Stock Valuations Outrunning Profits Growth – And The Band Plays On


“We are still amazed by the chart [below], but it summarises the problem for those seeking to short stocks with fundamental weaknesses. In the last three years, the MSCI World Index has risen by 38% (11% per annum) whilst reported profits have risen by just 3% (that’s just 1% per annum!). As the events of last month attest, central bank actions–not profits–are driving equities forward.”

Andrew Lapthorne, Societe General

This quote is in reference to the first chart below that shows stock prices are outrunning profit growth.

The second chart is the Shiller PE 10 Ratio for US stocks.

Beside the corrupting influence of Big Money on politics and academics, the other pervasive problem in our society is managing to the numbers.

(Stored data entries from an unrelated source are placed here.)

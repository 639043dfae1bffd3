// Serial Port Driver (Kernel Debug I/O)
//
// Output backend for the logging subsystem: the legacy COM1 UART at I/O
// port 0x3F8, driven through the `uart_16550` crate.
//
// Key responsibilities:
// - Initialize COM1 in a known-good configuration
// - Provide an interrupt-safe formatted print primitive
// - Expose `serial_print!` / `serial_println!` macros
//
// Concurrency and safety:
// - The global port is behind a spinlock
// - `_print` disables interrupts while the lock is held so output from
//   interrupt context cannot interleave with thread-context output
//
// Serial output is the ground-truth log sink: it works before the
// scheduler exists and keeps working after a panic. On hosted targets the
// port is absent and `_print` discards its input; unit tests never observe
// hardware.

#![allow(dead_code)]

use core::fmt;

#[cfg(target_os = "none")]
use spin::Mutex;
#[cfg(target_os = "none")]
use uart_16550::SerialPort;

#[cfg(target_os = "none")]
const COM1: u16 = 0x3F8;

#[cfg(target_os = "none")]
pub static SERIAL1: Mutex<SerialPort> = Mutex::new(unsafe { SerialPort::new(COM1) });

#[cfg(target_os = "none")]
pub fn init() {
    SERIAL1.lock().init();
}

#[cfg(not(target_os = "none"))]
pub fn init() {}

#[cfg(target_os = "none")]
#[doc(hidden)]
pub fn _print(args: fmt::Arguments) {
    use core::fmt::Write;

    crate::util::without_interrupts(|| {
        let _ = SERIAL1.lock().write_fmt(args);
    });
}

#[cfg(not(target_os = "none"))]
#[doc(hidden)]
pub fn _print(_args: fmt::Arguments) {}

#[macro_export]
macro_rules! serial_print {
    ($($arg:tt)*) => ($crate::serial::_print(format_args!($($arg)*)));
}

#[macro_export]
macro_rules! serial_println {
    () => ($crate::serial_print!("\n"));
    ($($arg:tt)*) => ($crate::serial_print!("{}\n", format_args!($($arg)*)));
}
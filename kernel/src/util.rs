// Kernel Utilities
//
// Provides the interrupt-safe critical-section primitive used across the
// concurrency core.
//
// Key features:
// - `without_interrupts` runs a closure with interrupts disabled and
//   restores the previous interrupt flag afterwards
// - `interrupts_enabled` queries the current interrupt flag
//
// Every piece of scheduler-visible state (thread table, ready list, sleep
// queue, waiter lists, lock registry) is mutated only inside
// `without_interrupts`. On a single CPU this is the strongest mutual
// exclusion available and the only kind the core uses.
//
// On hosted targets (unit tests) interrupts do not exist and both
// functions degrade to plain calls, which keeps the scheduling logic
// testable off-hardware.

#[cfg(target_os = "none")]
#[inline(always)]
pub fn without_interrupts<F, R>(f: F) -> R
where
    F: FnOnce() -> R,
{
    x86_64::instructions::interrupts::without_interrupts(f)
}

#[cfg(not(target_os = "none"))]
#[inline(always)]
pub fn without_interrupts<F, R>(f: F) -> R
where
    F: FnOnce() -> R,
{
    f()
}

#[cfg(target_os = "none")]
#[inline(always)]
pub fn interrupts_enabled() -> bool {
    x86_64::instructions::interrupts::are_enabled()
}

#[cfg(not(target_os = "none"))]
#[inline(always)]
pub fn interrupts_enabled() -> bool {
    false
}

Although incentives have always been an issue, in the last thirty years it has become quite fashionable in modern management theory to set a few relatively narrow metrics and judge the performance of a manager by them.

While this is not wrong in and of it self, such a philosophy provides a source of great mischief if the metrics are excessively narrow, and therefore obscure the bigger picture and the health of an organization, a company, or even a nation.

I think we are all familiar with how incentives badly designed can drive counter-productive, short term behavior that can actually be destructive of the values of an organization.

I cannot think of a better recent example than the manner in which the Central Banks and their governments are managing The Recovery.

If employment is a metric, let us foster an economy in which a large number of jobs are created, that are low paying and part time.  This addresses the metric of unemployment, while ignoring the real reason for it, ie, the availability of jobs at living wages which will spur aggregate demand.

If inflation is a metric, let us follow policies of money printing and distribution in order to raise the prices of goods, ahead of the ability of the broad public to pay for them through wage and income growth.